The long-awaited official announcement on the launch of Uniswap version 3 has finally arrived. However, it dashed hopes for vast improvements in transaction costs and speeds. What’s new and why were some user disappointed?
Following a teaser posted on March 23, the team behind the world’s most popular decentralized exchange, Uniswap, has finally released details on the specifications of version 3. The mainnet launch is scheduled for May 5. Layer 2 scaling powered by Optimism rollups will follow.
Uniswap is currently the crypto industry’s top gas guzzler. The exchange has chewed through $2 million in fees over the past 30 days according to ETH Gas Station. The new iteration will hopefully alleviate these issues, though it cannot tackle the problem directly.
Uniswap v3 Under The Hood
The recently revealed specifications stated that there will be some improvement in gas prices. However, gas costs won’t be fully reduced until Layer 2 scaling is rolled out at a later date. So in short, do not expect any respite from those painful transaction costs.
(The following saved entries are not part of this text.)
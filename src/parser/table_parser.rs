//! CREATE TABLE extraction
//!
//! Splits a `CREATE TABLE` statement into its definition list, classifies
//! each definition by content (PRIMARY KEY, FOREIGN KEY, column, or an
//! unmodeled secondary-index construct) and extracts structured results.
//! Extraction is best-effort per definition: a definition that does not
//! match the expected shape for its class yields a [`ParseWarning`] instead
//! of aborting the statement.

use regex::Regex;
use sqlparser::keywords::Keyword;
use sqlparser::tokenizer::Token;
use tracing::trace;

use crate::error::ParseWarning;
use crate::model::{
    ColumnDef, ForeignKeyRef, IndexDef, IndexType, KeyType, ReferenceAction, TableOptions,
};

use super::scan;
use super::token_parser::TokenParser;

/// Structured result of one CREATE TABLE statement.
#[derive(Debug, Clone, Default)]
pub struct ParsedTable {
    pub name: String,
    pub columns: Option<Vec<ColumnDef>>,
    pub indexes: Option<Vec<IndexDef>>,
    pub options: Option<TableOptions>,
}

/// Extract table name, definitions and options from a normalized
/// `CREATE [TEMPORARY] TABLE [IF NOT EXISTS]` statement.
pub fn parse_create_table(statement: &str, warnings: &mut Vec<ParseWarning>) -> Option<ParsedTable> {
    let re = Regex::new(r"(?i)CREATE\s+(?:TEMPORARY\s+)?TABLE\s+(?:IF\s+NOT\s+EXISTS\s+)?`?(\w+)`?(.*)").ok()?;
    let caps = re.captures(statement)?;

    let name = caps[1].to_string();
    let rest = caps.get(2).map(|m| m.as_str()).unwrap_or("");

    // Isolate the parenthesized definition list; everything after its
    // closing bracket is table-option territory.
    let (definition_list, mut tail) = match scan::bracketed_span(rest, '(', ')') {
        Some(span) => {
            let after = span.end + 1;
            (Some(&rest[span]), &rest[after..])
        }
        None => (None, rest),
    };

    // Partitioning is not modeled; exclude it from option scanning.
    if let Some(idx) = scan::find_ci(tail, "PARTITION BY") {
        tail = &tail[..idx];
    }

    let mut columns = Vec::new();
    let mut indexes = Vec::new();

    if let Some(inner) = definition_list {
        for definition in scan::split_outside_brackets(inner, ',', '(', ')') {
            if definition.is_empty() {
                continue;
            }
            if scan::contains_ci(definition, "PRIMARY KEY") {
                match parse_primary_key(definition) {
                    Some(index) => indexes.push(index),
                    None => warnings.push(ParseWarning::MalformedPrimaryKey {
                        table: name.clone(),
                        definition: definition.to_string(),
                    }),
                }
            } else if scan::contains_ci(definition, "FOREIGN KEY") {
                match parse_foreign_key(definition) {
                    Some(index) => indexes.push(index),
                    None => warnings.push(ParseWarning::MalformedForeignKey {
                        table: name.clone(),
                        definition: definition.to_string(),
                    }),
                }
            } else if scan::contains_ci(definition, "UNIQUE")
                || scan::contains_ci(definition, "FULLTEXT")
                || scan::contains_ci(definition, "SPATIAL")
                || scan::contains_ci(definition, "INDEX")
                || scan::contains_ci(definition, "KEY")
            {
                // Secondary-index constructs are not modeled at table level.
                trace!(table = %name, definition, "dropping unmodeled table construct");
            } else {
                match parse_column_definition(definition) {
                    Some(column) => columns.push(column),
                    None => warnings.push(ParseWarning::MalformedColumn {
                        table: name.clone(),
                        definition: definition.to_string(),
                    }),
                }
            }
        }
    }

    Some(ParsedTable {
        name,
        columns: (!columns.is_empty()).then_some(columns),
        indexes: (!indexes.is_empty()).then_some(indexes),
        options: parse_table_options(tail),
    })
}

/// Scan trailing statement text for recognized table options.
fn parse_table_options(text: &str) -> Option<TableOptions> {
    let mut options = TableOptions::default();

    if let Ok(re) = Regex::new(r"(?i)ENGINE\s*=\s*(\w+)") {
        if let Some(caps) = re.captures(text) {
            options.engine = Some(caps[1].to_string());
        }
    }
    if let Ok(re) = Regex::new(r"(?i)(?:DEFAULT\s+)?(?:CHARACTER\s+SET|CHARSET)\s*=\s*(\w+)") {
        if let Some(caps) = re.captures(text) {
            options.character_set = Some(caps[1].to_string());
        }
    }

    if options.is_empty() {
        None
    } else {
        Some(options)
    }
}

/// Parse a `[CONSTRAINT <name>] PRIMARY KEY [USING BTREE|HASH] (<columns>)`
/// definition.
fn parse_primary_key(definition: &str) -> Option<IndexDef> {
    let mut p = TokenParser::new(definition)?;
    p.skip_whitespace();

    // A name counts only when introduced by CONSTRAINT; otherwise the key
    // keeps the reserved PRIMARY name.
    let mut key_name = None;
    if p.check_keyword(Keyword::CONSTRAINT) {
        p.advance();
        p.skip_whitespace();
        key_name = p.parse_identifier();
        p.skip_whitespace();
    }

    while !p.is_at_end() && !p.check_keyword(Keyword::PRIMARY) {
        p.advance();
    }
    if !p.check_keyword(Keyword::PRIMARY) {
        return None;
    }
    p.advance();
    p.skip_whitespace();
    if !p.check_keyword(Keyword::KEY) {
        return None;
    }
    p.advance();
    p.skip_whitespace();

    let index_type = parse_using_clause(&mut p);

    let column_name = p.consume_parenthesized()?.trim().to_string();

    Some(IndexDef {
        non_unique: false,
        key_name: Some(key_name.unwrap_or_else(|| "PRIMARY".to_string())),
        key_type: Some(KeyType::Primary),
        index_type: Some(index_type),
        column_name,
        ..Default::default()
    })
}

/// Parse a `[CONSTRAINT <name>] FOREIGN KEY (<column>) REFERENCES <table>
/// (<columns>) [ON DELETE <action>] [ON UPDATE <action>]` definition. The
/// two ON clauses are independently optional and order-insensitive.
fn parse_foreign_key(definition: &str) -> Option<IndexDef> {
    let mut p = TokenParser::new(definition)?;
    p.skip_whitespace();

    let mut constraint_name = None;
    if p.check_keyword(Keyword::CONSTRAINT) {
        p.advance();
        p.skip_whitespace();
        constraint_name = p.parse_identifier();
        p.skip_whitespace();
    }

    while !p.is_at_end() && !p.check_keyword(Keyword::FOREIGN) {
        p.advance();
    }
    if !p.check_keyword(Keyword::FOREIGN) {
        return None;
    }
    p.advance();
    p.skip_whitespace();
    if !p.check_keyword(Keyword::KEY) {
        return None;
    }
    p.advance();
    p.skip_whitespace();

    let column_name = p.consume_parenthesized()?.trim().to_string();
    p.skip_whitespace();

    if !p.check_keyword(Keyword::REFERENCES) {
        return None;
    }
    p.advance();
    p.skip_whitespace();

    let table_name = p.parse_identifier()?;
    p.skip_whitespace();
    let columns = p.consume_parenthesized()?.trim().to_string();

    let mut on_delete = None;
    let mut on_update = None;
    while !p.is_at_end() {
        if p.check_keyword(Keyword::ON) {
            p.advance();
            p.skip_whitespace();
            if p.check_keyword(Keyword::DELETE) {
                p.advance();
                p.skip_whitespace();
                on_delete = parse_reference_action(&mut p);
            } else if p.check_keyword(Keyword::UPDATE) {
                p.advance();
                p.skip_whitespace();
                on_update = parse_reference_action(&mut p);
            }
        } else {
            p.advance();
        }
    }

    Some(IndexDef {
        non_unique: true,
        key_name: Some(constraint_name.unwrap_or_else(|| column_name.clone())),
        key_type: Some(KeyType::Foreign),
        column_name,
        references: Some(ForeignKeyRef {
            table_name,
            columns,
            on_delete,
            on_update,
        }),
        ..Default::default()
    })
}

/// Parse a `<field> <type> [NOT NULL|NULL] [DEFAULT <value>]` definition.
///
/// The NULL and DEFAULT clauses are recognized only directly after the
/// type; an interposed attribute (`binary`, `COMMENT`, ...) ends the match
/// and the remaining clauses are dropped.
fn parse_column_definition(definition: &str) -> Option<ColumnDef> {
    let mut p = TokenParser::new(definition)?;
    p.skip_whitespace();

    let field = p.parse_identifier()?;
    p.skip_whitespace();
    let data_type = p.parse_type_token()?;
    p.skip_whitespace();

    let mut nullable = false;
    if p.check_keyword(Keyword::NOT) {
        p.advance();
        p.skip_whitespace();
        if p.check_keyword(Keyword::NULL) {
            p.advance();
            p.skip_whitespace();
        }
    } else if p.check_keyword(Keyword::NULL) {
        nullable = true;
        p.advance();
        p.skip_whitespace();
    }

    let mut default = String::new();
    if p.check_keyword(Keyword::DEFAULT) {
        p.advance();
        p.skip_whitespace();
        if let Some(run) = p.parse_run() {
            match run.as_slice() {
                [Token::SingleQuotedString(value)] => default = value.clone(),
                [Token::Word(word)] => {
                    default = word.value.clone();
                    // A literal NULL default also marks the column nullable.
                    if word.value.eq_ignore_ascii_case("NULL") {
                        nullable = true;
                    }
                }
                tokens => default = tokens.iter().map(|t| t.to_string()).collect(),
            }
        }
    }

    Some(ColumnDef {
        field,
        data_type,
        nullable,
        default,
    })
}

/// Parse an optional `USING BTREE|HASH` clause; defaults to BTREE.
fn parse_using_clause(p: &mut TokenParser) -> IndexType {
    let mut index_type = IndexType::Btree;
    if p.check_keyword(Keyword::USING) {
        p.advance();
        p.skip_whitespace();
        if let Some(word) = p.parse_identifier() {
            if let Some(parsed) = IndexType::parse(&word) {
                index_type = parsed;
            }
        }
        p.skip_whitespace();
    }
    index_type
}

/// Parse a referential action: RESTRICT, CASCADE, SET NULL or NO ACTION.
fn parse_reference_action(p: &mut TokenParser) -> Option<ReferenceAction> {
    if p.check_keyword(Keyword::CASCADE) {
        p.advance();
        Some(ReferenceAction::Cascade)
    } else if p.check_keyword(Keyword::RESTRICT) {
        p.advance();
        Some(ReferenceAction::Restrict)
    } else if p.check_word_ci("SET") {
        p.advance();
        p.skip_whitespace();
        if p.check_keyword(Keyword::NULL) {
            p.advance();
            Some(ReferenceAction::SetNull)
        } else {
            None
        }
    } else if p.check_word_ci("NO") {
        p.advance();
        p.skip_whitespace();
        if p.check_word_ci("ACTION") {
            p.advance();
            Some(ReferenceAction::NoAction)
        } else {
            None
        }
    } else {
        None
    }
}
What it did state is that v3 introduces something called “concentrated liquidity”. This gives individual liquidity providers “granular control” over price ranges for their allocated capital. Positions are aggregated together into a single pool, forming one combined curve for users to trade against.
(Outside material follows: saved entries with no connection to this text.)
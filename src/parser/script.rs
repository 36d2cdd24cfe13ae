//! Script parsing and schema aggregation
//!
//! Splits a DDL script into `;`-delimited statements, classifies each one
//! and merges the extracted results into an accumulating [`Schema`]:
//! repeated CREATE TABLE statements shallow-merge per field, CREATE INDEX
//! statements append to the target table's index list, CREATE FUNCTION
//! statements append to the schema-level function list.

use once_cell::sync::Lazy;
use tracing::{debug, trace};

use crate::error::ParseWarning;
use crate::model::Schema;

use super::classifier::{CommandRegistry, DdlCommand};
use super::function_parser::parse_create_function;
use super::index_parser::{parse_create_index, ParsedIndex};
use super::scan;
use super::table_parser::{parse_create_table, ParsedTable};

/// Statement delimiter of the input script.
const STATEMENT_DELIMITER: char = ';';

static COMMANDS: Lazy<CommandRegistry> = Lazy::new(CommandRegistry::standard);

/// Result of one parse call: the extracted schema plus any best-effort
/// diagnostics collected along the way.
#[derive(Debug, Clone, Default)]
pub struct ParseOutput {
    pub schema: Schema,
    pub warnings: Vec<ParseWarning>,
}

/// Parse a whole DDL script into a schema.
///
/// Empty fragments are skipped; unrecognized statements are dropped.
/// Semicolons inside string literals or routine bodies terminate a
/// statement early — an inherited limitation of the flat splitter.
pub fn parse_script(script: &str) -> ParseOutput {
    let mut schema = Schema::new();
    let mut warnings = Vec::new();

    for fragment in script.split(STATEMENT_DELIMITER) {
        let fragment = fragment.trim();
        if fragment.is_empty() {
            continue;
        }
        let statement = scan::normalize_statement(fragment);
        match COMMANDS.classify(&statement) {
            Some(DdlCommand::CreateTable) => {
                match parse_create_table(&statement, &mut warnings) {
                    Some(table) => merge_table(&mut schema, table),
                    None => warnings.push(ParseWarning::UnmatchedStatement {
                        command: DdlCommand::CreateTable,
                        statement,
                    }),
                }
            }
            Some(DdlCommand::CreateIndex) => match parse_create_index(&statement) {
                Some(parsed) => append_index(&mut schema, parsed),
                None => warnings.push(ParseWarning::UnmatchedStatement {
                    command: DdlCommand::CreateIndex,
                    statement,
                }),
            },
            Some(DdlCommand::CreateFunction) => match parse_create_function(&statement) {
                Some(function) => schema.functions.push(function),
                None => warnings.push(ParseWarning::UnmatchedStatement {
                    command: DdlCommand::CreateFunction,
                    statement,
                }),
            },
            None => trace!(statement = %statement, "skipping unrecognized statement"),
        }
    }

    debug!(
        tables = schema.tables.len(),
        functions = schema.functions.len(),
        warnings = warnings.len(),
        "parsed DDL script"
    );

    ParseOutput { schema, warnings }
}

/// Merge a CREATE TABLE result into the schema. A later statement's fields
/// overwrite same-named fields of an existing entry but leave the others
/// untouched.
fn merge_table(schema: &mut Schema, table: ParsedTable) {
    let entry = schema.tables.entry(table.name).or_default();
    if table.columns.is_some() {
        entry.columns = table.columns;
    }
    if table.indexes.is_some() {
        entry.indexes = table.indexes;
    }
    if table.options.is_some() {
        entry.options = table.options;
    }
}

/// Append a CREATE INDEX result to the target table's index list, creating
/// the table entry and the list as needed. Never overwrites.
fn append_index(schema: &mut Schema, parsed: ParsedIndex) {
    let entry = schema.tables.entry(parsed.table).or_default();
    entry.indexes.get_or_insert_with(Vec::new).push(parsed.index);
}
//! Idempotent admission filter.

use serde::Serialize;
use sha2::{Digest, Sha256};
use std::sync::Arc;
use tracing::debug;

use super::store::{FileStore, IdempotentStore};
use crate::config::{IdSource, IdempotentConfig};
use crate::error::{CorrelationError, Result};
use crate::events::Event;
use crate::telemetry::AdmissionMetrics;

type ExtractFn<P> = dyn Fn(&Event<P>) -> Result<Option<String>> + Send + Sync;

/// Derives the unique id an event is deduplicated on.
pub struct IdExtractor<P> {
    name: &'static str,
    extract: Arc<ExtractFn<P>>,
}

impl<P> Clone for IdExtractor<P> {
    fn clone(&self) -> Self {
        Self {
            name: self.name,
            extract: Arc::clone(&self.extract),
        }
    }
}

impl<P> std::fmt::Debug for IdExtractor<P> {
    fn fmt(&self, f: &mut std::fmt::Formatter<'_>) -> std::fmt::Result {
        f.debug_struct("IdExtractor").field("name", &self.name).finish()
    }
}

impl<P: 'static> IdExtractor<P> {
    /// Custom extractor. Returning `Ok(None)` means the event carries no id.
    pub fn new<F>(name: &'static str, extract: F) -> Self
    where
        F: Fn(&Event<P>) -> Result<Option<String>> + Send + Sync + 'static,
    {
        Self {
            name,
            extract: Arc::new(extract),
        }
    }

    /// The transport-supplied unique id.
    pub fn unique_id() -> Self {
        Self::new("unique_id", |event| Ok(event.unique_id().map(str::to_string)))
    }

    pub fn name(&self) -> &'static str {
        self.name
    }

    pub fn extract(&self, event: &Event<P>) -> Result<Option<String>> {
        (self.extract)(event)
    }
}

impl<P: Serialize + 'static> IdExtractor<P> {
    /// Hex SHA-256 of the JSON-serialized payload, for transports without
    /// unique ids. Events with equal payloads are duplicates.
    pub fn secure_hash() -> Self {
        Self::new("secure_hash", |event| {
            let bytes = serde_json::to_vec(event.payload())?;
            Ok(Some(hex::encode(Sha256::digest(&bytes))))
        })
    }

    /// Extractor selected by configuration.
    pub fn from_source(source: IdSource) -> Self {
        match source {
            IdSource::UniqueId => Self::unique_id(),
            IdSource::SecureHash => Self::secure_hash(),
        }
    }
}

/// Admits each unique id once per consumer identity, across restarts when
/// backed by a persistent store.
pub struct IdempotentFilter<P> {
    consumer: String,
    store: Arc<dyn IdempotentStore>,
    extractor: IdExtractor<P>,
}

impl<P: 'static> IdempotentFilter<P> {
    pub fn new(
        consumer: impl Into<String>,
        store: Arc<dyn IdempotentStore>,
        extractor: IdExtractor<P>,
    ) -> Self {
        Self {
            consumer: consumer.into(),
            store,
            extractor,
        }
    }

    pub fn consumer(&self) -> &str {
        &self.consumer
    }

    pub fn store(&self) -> &Arc<dyn IdempotentStore> {
        &self.store
    }

    /// Whether `event` should proceed.
    ///
    /// `Ok(true)` the first time an id is seen (the id is recorded before
    /// returning), `Ok(false)` for every later event with the same id. An
    /// event the extractor cannot key is a configuration error, never a
    /// silent pass.
    pub fn is_match(&self, event: &Event<P>) -> Result<bool> {
        let id = self.extractor.extract(event)?.ok_or_else(|| {
            let err = CorrelationError::filter_misconfigured(format!(
                "Event {} has no id for the '{}' extractor",
                event.id(),
                self.extractor.name()
            ))
            .with_context("consumer", &self.consumer);
            err.log();
            err
        })?;

        if self.store.insert_if_absent(&id)? {
            AdmissionMetrics::accepted(&self.consumer);
            Ok(true)
        } else {
            debug!(
                consumer = %self.consumer,
                unique_id = %id,
                event_id = %event.id(),
                "Duplicate event rejected"
            );
            AdmissionMetrics::duplicate(&self.consumer);
            Ok(false)
        }
    }
}

impl<P: Serialize + 'static> IdempotentFilter<P> {
    /// File-backed filter for the configured consumer.
    pub fn from_config(config: &IdempotentConfig) -> Self {
        let store = FileStore::new(&config.store_dir, &config.consumer);
        Self::new(
            config.consumer.clone(),
            Arc::new(store),
            IdExtractor::from_source(config.id_source),
        )
    }
}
LPs can provide liquidity with up to 4000x capital efficiency relative to Uniswap v2, earning higher returns on their capital. It added that there will be multiple flexible fee tiers for risk compensation when providing liquidity. Furthermore, the introduction of improved oracles in v2 advanced the time-weighted average price (TWAP) system. However, there will not be the huge gas savings that many were hoping for:
Even with these groundbreaking design improvements, the gas cost of v3 swaps on Ethereum mainnet is slightly cheaper than v2. Transactions made on the Optimism deployment will likely be significantly cheaper!
Little Hope From EIP-1559
According to a March 22 report from Coin Metrics the problem stems from Ethereum blocks being over 95% full. The report added that in March 2021, the blocks have been 97-98% full. This means miners are prioritizing the higher gas transactions as each block can only carry a limited amount.
The analytics provider added that EIP-1559, planned to launch in July, is unlikely to solve this problem. This is because it’s designed to adjust the current auction mechanism and will make fees more predictable. Only true scaling will help reduce the gas crisis.
For now, network users still have to wait for full deployment.